They might also have thoughts about keeping Rogers well placed for the mountain stages.


----------



## dtp (8 Jul 2009)

Stream but a bit laggy


----------



## I am Spartacus (8 Jul 2009)

These guys change wheels so goddamn fast................


----------



## kennykool (8 Jul 2009)

afternoon folks.

Breakaway getting sucked back.

Columbia are near the front - shock horror.

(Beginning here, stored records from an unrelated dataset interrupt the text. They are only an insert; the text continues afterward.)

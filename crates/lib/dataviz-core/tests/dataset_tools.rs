use std::path::Path;

use dataviz_core::control::{ControlError, DataVizControlPlane};
use dataviz_core::store::{DataStore, StoreError};
use tempfile::TempDir;

const STATES_CSV: &str = "geography,Obesity,Diabetes\n\
Alabama,36.2,13.2\n\
Alaska,,8.1\n\
Arizona,31.4,10.5\n\
Arkansas,,12.7\n\
California,25.8,10.2\n";

struct Fixture {
    _root: TempDir,
    control: DataVizControlPlane,
}

impl Fixture {
    fn new() -> Self {
        let root = tempfile::tempdir().expect("failed to create scratch directory");
        let data = root.path().join("data");
        let images = root.path().join("images");
        std::fs::create_dir_all(&data).expect("failed to create data dir");
        std::fs::create_dir_all(&images).expect("failed to create output dir");
        let control = DataVizControlPlane::new(DataStore::new(data, images));
        Self {
            _root: root,
            control,
        }
    }

    fn with_file(self, name: &str, contents: &str) -> Self {
        std::fs::write(self.data_dir().join(name), contents).expect("failed to write fixture");
        self
    }

    fn data_dir(&self) -> &Path {
        self.control.store().input_dir()
    }

    fn output_dir(&self) -> &Path {
        self.control.store().output_dir()
    }

    fn output_count(&self) -> usize {
        std::fs::read_dir(self.output_dir())
            .expect("output dir readable")
            .count()
    }
}

#[test]
fn describe_reports_shape_and_null_counts() {
    let fixture = Fixture::new().with_file("states.csv", STATES_CSV);
    let report = fixture
        .control
        .describe_dataset("states.csv")
        .expect("describe should succeed");

    assert_eq!(report.row_count, 5);
    assert_eq!(report.column_count, 3);
    let obesity = report
        .columns
        .iter()
        .find(|column| column.name == "Obesity")
        .expect("Obesity column described");
    assert_eq!(obesity.null_count, 2);
    assert!(report.to_string().contains("Shape: 5 rows × 3 columns"));
}

#[test]
fn describe_missing_file_lists_csv_files() {
    let fixture = Fixture::new()
        .with_file("states.csv", STATES_CSV)
        .with_file("notes.txt", "hello");
    let err = fixture.control.describe_dataset("nope.csv").unwrap_err();
    match err {
        ControlError::Store(StoreError::FileNotFound { available, .. }) => {
            assert_eq!(available, vec!["states.csv".to_string()]);
        }
        other => panic!("unexpected error: {other}"),
    }
}

#[test]
fn unparseable_file_is_a_load_error() {
    let fixture = Fixture::new().with_file("broken.csv", "a,b\n1,2,3\n");
    let err = fixture.control.describe_dataset("broken.csv").unwrap_err();
    assert!(matches!(err, ControlError::Load { .. }), "got {err}");
}

#[test]
fn scatter_uses_only_complete_rows() {
    let fixture = Fixture::new().with_file("states.csv", STATES_CSV);
    let artifact = fixture
        .control
        .generate_correlation_plot("states.csv", "scatter")
        .expect("scatter should render");

    assert_eq!(
        artifact.output_path,
        fixture.output_dir().join("states_scatter_correlation.png")
    );
    assert!(artifact.size_bytes > 0);
    let bytes = std::fs::read(&artifact.output_path).expect("artifact readable");
    assert_eq!(&bytes[..8], b"\x89PNG\r\n\x1a\n");
}

#[test]
fn heatmap_renders_to_its_own_file() {
    let fixture = Fixture::new().with_file("states.csv", STATES_CSV);
    let artifact = fixture
        .control
        .generate_correlation_plot("states.csv", "heatmap")
        .expect("heatmap should render");
    assert!(artifact.output_path.ends_with("states_heatmap_correlation.png"));
}

#[test]
fn correlation_without_required_columns_writes_nothing() {
    let fixture = Fixture::new().with_file("other.csv", "geography,obesity,Diabetes\nA,1,2\n");
    let err = fixture
        .control
        .generate_correlation_plot("other.csv", "scatter")
        .unwrap_err();
    assert!(matches!(err, ControlError::MissingColumns { .. }));
    assert_eq!(fixture.output_count(), 0);
}

#[test]
fn correlation_with_only_partial_rows_has_no_valid_data() {
    let fixture = Fixture::new().with_file("gaps.csv", "Obesity,Diabetes\n1,\n,2\n");
    let err = fixture
        .control
        .generate_correlation_plot("gaps.csv", "scatter")
        .unwrap_err();
    assert!(matches!(err, ControlError::NoValidData { .. }));
    assert_eq!(fixture.output_count(), 0);
}

#[test]
fn unknown_plot_kind_writes_nothing() {
    let fixture = Fixture::new().with_file("states.csv", STATES_CSV);
    let err = fixture
        .control
        .generate_correlation_plot("states.csv", "bogus")
        .unwrap_err();
    assert!(matches!(err, ControlError::InvalidPlotKind(ref kind) if kind == "bogus"));
    assert_eq!(
        err.to_string(),
        "Invalid plot type 'bogus'. Use 'scatter' or 'heatmap'."
    );
    assert_eq!(fixture.output_count(), 0);
}

#[test]
fn ranking_resolves_metric_ignoring_case() {
    let fixture = Fixture::new().with_file("states.csv", STATES_CSV);
    let artifact = fixture
        .control
        .generate_state_comparison("states.csv", "OBESITY", 3)
        .expect("comparison should render");
    assert_eq!(
        artifact.output_path,
        fixture.output_dir().join("states_OBESITY_top3_comparison.png")
    );
}

#[test]
fn ranking_allows_fewer_rows_than_requested() {
    let fixture = Fixture::new().with_file("states.csv", STATES_CSV);
    let artifact = fixture
        .control
        .generate_state_comparison("states.csv", "Obesity", 10)
        .expect("fewer rows than top_n is fine");
    assert!(artifact.output_path.ends_with("states_Obesity_top10_comparison.png"));
}

#[test]
fn ranking_requires_geography_column() {
    let fixture = Fixture::new().with_file("nogeo.csv", "State,Obesity\nA,1\n");
    let err = fixture
        .control
        .generate_state_comparison("nogeo.csv", "obesity", 5)
        .unwrap_err();
    assert!(matches!(err, ControlError::MissingGeographyColumn));
}

#[test]
fn ranking_unknown_metric_lists_columns() {
    let fixture = Fixture::new().with_file("states.csv", STATES_CSV);
    let err = fixture
        .control
        .generate_state_comparison("states.csv", "smoking", 5)
        .unwrap_err();
    let message = err.to_string();
    assert!(message.contains("Column 'smoking' not found"));
    assert!(message.contains("geography"));
    assert!(message.contains("Diabetes"));
}

#[test]
fn ranking_rejects_non_positive_top_n() {
    let fixture = Fixture::new().with_file("states.csv", STATES_CSV);
    for top_n in [0, -3] {
        let err = fixture
            .control
            .generate_state_comparison("states.csv", "Obesity", top_n)
            .unwrap_err();
        assert!(matches!(err, ControlError::InvalidTopN(value) if value == top_n));
    }
    assert_eq!(fixture.output_count(), 0);
}

#[test]
fn ranking_metric_with_separator_stays_in_output_dir() {
    let fixture = Fixture::new().with_file(
        "rates.csv",
        "geography,deaths/100k\nAlabama,12.5\nAlaska,9.1\n",
    );
    let artifact = fixture
        .control
        .generate_state_comparison("rates.csv", "deaths/100k", 2)
        .expect("comparison should render");
    assert_eq!(
        artifact.output_path,
        fixture.output_dir().join("rates_deaths_100k_top2_comparison.png")
    );
    assert_eq!(fixture.output_count(), 1);
}

#[test]
fn rerunning_a_render_overwrites_the_same_path() {
    let fixture = Fixture::new().with_file("states.csv", STATES_CSV);
    let first = fixture
        .control
        .generate_state_comparison("states.csv", "Diabetes", 2)
        .expect("first render");
    let second = fixture
        .control
        .generate_state_comparison("states.csv", "Diabetes", 2)
        .expect("second render");
    assert_eq!(first.output_path, second.output_path);
    assert_eq!(fixture.output_count(), 1);

    let images = fixture
        .control
        .list_generated_images()
        .expect("image listing");
    assert_eq!(images.len(), 1);
    assert_eq!(images[0].name, "states_Diabetes_top2_comparison.png");
}

#[test]
fn file_listing_reports_sizes_in_mebibytes() {
    let payload = "x".repeat(3 * 1024 * 1024 / 2);
    let fixture = Fixture::new()
        .with_file("big.csv", &payload)
        .with_file("small.txt", "abc");
    let files = fixture.control.list_data_files().expect("listing works");
    assert_eq!(files.len(), 2);
    let big = files.iter().find(|file| file.name == "big.csv").unwrap();
    assert!((big.size_mb() - 1.5).abs() < f64::EPSILON);
    assert_eq!(big.extension, ".csv");
    let small = files.iter().find(|file| file.name == "small.txt").unwrap();
    assert!(small.size_mb().abs() < f64::EPSILON);
}

#[test]
fn missing_data_directory_is_reported() {
    let control = DataVizControlPlane::new(DataStore::new("/no/such/data", "/no/such/out"));
    let err = control.list_data_files().unwrap_err();
    assert!(matches!(
        err,
        ControlError::Store(StoreError::DirectoryNotFound { .. })
    ));
}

Think Cav will win again but would love Big Tom Boonen to get a slice of the action!


----------



## Halfmanhalfbike (8 Jul 2009)

porkypete said:


> Anyone found a live stream yet?



www.justin.tv works for me. They seem to be able to find the non-blocked sites every day.


----------



## garrilla (8 Jul 2009)

I am Spartacus said:


> http://www.p2p4u.net/live/pl18.php



This is a good connection - low lag, EN comentary.


----------



## biking_fox (8 Jul 2009)

Getting interesting now - other than Boonan though I think all the key contenders are in the 1st group though.


----------



## johnnyh (8 Jul 2009)

Contador in the second group, Lance up front...

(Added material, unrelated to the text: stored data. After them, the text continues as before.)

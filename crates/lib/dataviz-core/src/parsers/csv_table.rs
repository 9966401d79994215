use std::collections::HashSet;
use std::{error::Error, fmt, path::Path};

use dataviz_store::models::{CellValue, Column, ColumnType, Table, TableError};
use dataviz_store::schema::{FALSE_TOKENS, TRUE_TOKENS, is_null_token};

/// Error type for CSV load failures.
#[derive(Debug)]
pub struct CsvParseError {
    message: String,
}

impl CsvParseError {
    fn new(message: impl Into<String>) -> Self {
        Self {
            message: message.into(),
        }
    }
}

impl fmt::Display for CsvParseError {
    fn fmt(&self, f: &mut fmt::Formatter<'_>) -> fmt::Result {
        write!(f, "CSV parse error: {}", self.message)
    }
}

impl Error for CsvParseError {}

impl From<csv::Error> for CsvParseError {
    fn from(err: csv::Error) -> Self {
        Self::new(err.to_string())
    }
}

impl From<std::io::Error> for CsvParseError {
    fn from(err: std::io::Error) -> Self {
        Self::new(err.to_string())
    }
}

impl From<TableError> for CsvParseError {
    fn from(err: TableError) -> Self {
        Self::new(err.to_string())
    }
}

/// Parser for comma separated files with a header row.
pub struct CsvTableParser;

impl CsvTableParser {
    /// Parses CSV text into a typed table.
    ///
    /// # Errors
    /// Returns `CsvParseError` if there is no header, a row has more fields
    /// than the header, or the input is not valid CSV.
    pub fn parse(text: &str) -> Result<Table, CsvParseError> {
        let reader = csv::ReaderBuilder::new()
            .has_headers(true)
            .flexible(true)
            .from_reader(text.as_bytes());
        Self::parse_reader(reader)
    }

    /// Reads and parses a CSV file.
    ///
    /// # Errors
    /// Returns `CsvParseError` if the file cannot be read or parsed.
    pub fn parse_file(path: impl AsRef<Path>) -> Result<Table, CsvParseError> {
        let reader = csv::ReaderBuilder::new()
            .has_headers(true)
            .flexible(true)
            .from_path(path.as_ref())?;
        Self::parse_reader(reader)
    }

    fn parse_reader<R: std::io::Read>(mut reader: csv::Reader<R>) -> Result<Table, CsvParseError> {
        let headers = reader.headers()?.clone();
        if headers.is_empty() || (headers.len() == 1 && headers[0].trim().is_empty()) {
            return Err(CsvParseError::new("No columns to parse from file"));
        }
        let names = dedupe_headers(headers.iter());
        let width = names.len();

        let mut raw: Vec<Vec<Option<String>>> = vec![Vec::new(); width];
        for (row_no, record) in reader.records().enumerate() {
            let record = record?;
            if record.len() > width {
                return Err(CsvParseError::new(format!(
                    "Expected {width} fields in line {}, saw {}",
                    row_no + 2,
                    record.len()
                )));
            }
            for (index, cells) in raw.iter_mut().enumerate() {
                let cell = record
                    .get(index)
                    .filter(|value| !is_null_token(value))
                    .map(str::to_string);
                cells.push(cell);
            }
        }

        let columns = names
            .into_iter()
            .zip(raw)
            .map(|(name, cells)| infer_column(name, cells))
            .collect();
        Ok(Table::new(columns)?)
    }
}

/// Blank headers become `Unnamed: {i}`; repeats become `name.1`, `name.2`, ...
fn dedupe_headers<'a>(headers: impl Iterator<Item = &'a str>) -> Vec<String> {
    let mut seen = HashSet::new();
    let mut names = Vec::new();
    for (index, header) in headers.enumerate() {
        let base = if header.trim().is_empty() {
            format!("Unnamed: {index}")
        } else {
            header.to_string()
        };
        let mut candidate = base.clone();
        let mut suffix = 1;
        while seen.contains(&candidate) {
            candidate = format!("{base}.{suffix}");
            suffix += 1;
        }
        seen.insert(candidate.clone());
        names.push(candidate);
    }
    names
}

fn infer_column(name: String, cells: Vec<Option<String>>) -> Column {
    if cells.is_empty() {
        return Column::new(name, ColumnType::Object, Vec::new());
    }
    let has_nulls = cells.iter().any(Option::is_none);
    let present: Vec<&str> = cells.iter().flatten().map(String::as_str).collect();
    if present.is_empty() {
        return Column::new(name, ColumnType::Float64, vec![CellValue::Null; cells.len()]);
    }

    if present.iter().all(|value| value.trim().parse::<i64>().is_ok()) {
        let as_float = has_nulls;
        let values = cells
            .iter()
            .map(|cell| match cell.as_deref().map(|value| value.trim().parse::<i64>()) {
                Some(Ok(value)) if as_float => CellValue::Float(value as f64),
                Some(Ok(value)) => CellValue::Int(value),
                _ => CellValue::Null,
            })
            .collect();
        let dtype = if as_float {
            ColumnType::Float64
        } else {
            ColumnType::Int64
        };
        return Column::new(name, dtype, values);
    }

    if present.iter().all(|value| value.trim().parse::<f64>().is_ok()) {
        let values = cells
            .iter()
            .map(|cell| {
                cell.as_deref()
                    .and_then(|value| value.trim().parse::<f64>().ok())
                    .map_or(CellValue::Null, CellValue::Float)
            })
            .collect();
        return Column::new(name, ColumnType::Float64, values);
    }

    if present.iter().all(|value| parse_bool(value).is_some()) {
        let values = cells
            .iter()
            .map(|cell| {
                cell.as_deref()
                    .and_then(parse_bool)
                    .map_or(CellValue::Null, CellValue::Bool)
            })
            .collect();
        // A boolean column with gaps degrades to object.
        let dtype = if has_nulls {
            ColumnType::Object
        } else {
            ColumnType::Bool
        };
        return Column::new(name, dtype, values);
    }

    let values = cells
        .into_iter()
        .map(|cell| cell.map_or(CellValue::Null, CellValue::Text))
        .collect();
    Column::new(name, ColumnType::Object, values)
}

fn parse_bool(value: &str) -> Option<bool> {
    if TRUE_TOKENS.contains(&value) {
        Some(true)
    } else if FALSE_TOKENS.contains(&value) {
        Some(false)
    } else {
        None
    }
}

#[cfg(test)]
mod tests {
    use super::*;

    #[test]
    fn infers_dataframe_like_types() {
        let table = CsvTableParser::parse(
            "geography,count,rate,flag,gappy,empty\n\
             Alabama,1,30.1,True,1,\n\
             Alaska,2,31,False,,NA\n",
        )
        .expect("csv should parse");

        let types: Vec<_> = table.columns().iter().map(Column::dtype).collect();
        assert_eq!(
            types,
            vec![
                ColumnType::Object,
                ColumnType::Int64,
                ColumnType::Float64,
                ColumnType::Bool,
                ColumnType::Float64,
                ColumnType::Float64,
            ]
        );
        assert_eq!(table.column("gappy").unwrap().null_count(), 1);
        assert_eq!(table.column("empty").unwrap().null_count(), 2);
        assert_eq!(table.column("rate").unwrap().f64_at(1), Some(31.0));
    }

    #[test]
    fn pads_short_rows_and_rejects_long_ones() {
        let table = CsvTableParser::parse("a,b,c\n1,2\n").expect("short rows are padded");
        assert_eq!(table.row_count(), 1);
        assert_eq!(table.column("c").unwrap().null_count(), 1);

        let err = CsvTableParser::parse("a,b\n1,2,3\n").unwrap_err();
        assert!(err.to_string().contains("Expected 2 fields"));
    }

    #[test]
    fn empty_input_has_no_columns() {
        let err = CsvTableParser::parse("").unwrap_err();
        assert!(err.to_string().contains("No columns to parse"));
    }

    #[test]
    fn header_only_input_is_an_empty_table() {
        let table = CsvTableParser::parse("a,b\n").expect("header only parses");
        assert_eq!(table.row_count(), 0);
        assert_eq!(table.column_count(), 2);
        assert_eq!(table.column("a").unwrap().dtype(), ColumnType::Object);
    }

    #[test]
    fn duplicate_headers_are_renamed() {
        let table = CsvTableParser::parse("a,a,,a\n1,2,3,4\n").expect("csv should parse");
        assert_eq!(table.column_names(), vec!["a", "a.1", "Unnamed: 2", "a.2"]);
    }
}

silly commentator, Lance and Contador both in front group


----------



## garrilla (8 Jul 2009)

No Bertie or Mechov in the big split.

It seems Bertie did stay on the bus.


----------



## John the Monkey (8 Jul 2009)

Menchov having his usual tour run of luck it seems.

Where's cuddles?

Has Lance sent Berto back to the team car for bottles yet?


----------



## johnnyh (8 Jul 2009)

John the Monkey said:


> Has Lance sent Berto back to the team car for bottles yet?


----------



## John the Monkey (8 Jul 2009)

Boner punctures *again* according to Eurosport.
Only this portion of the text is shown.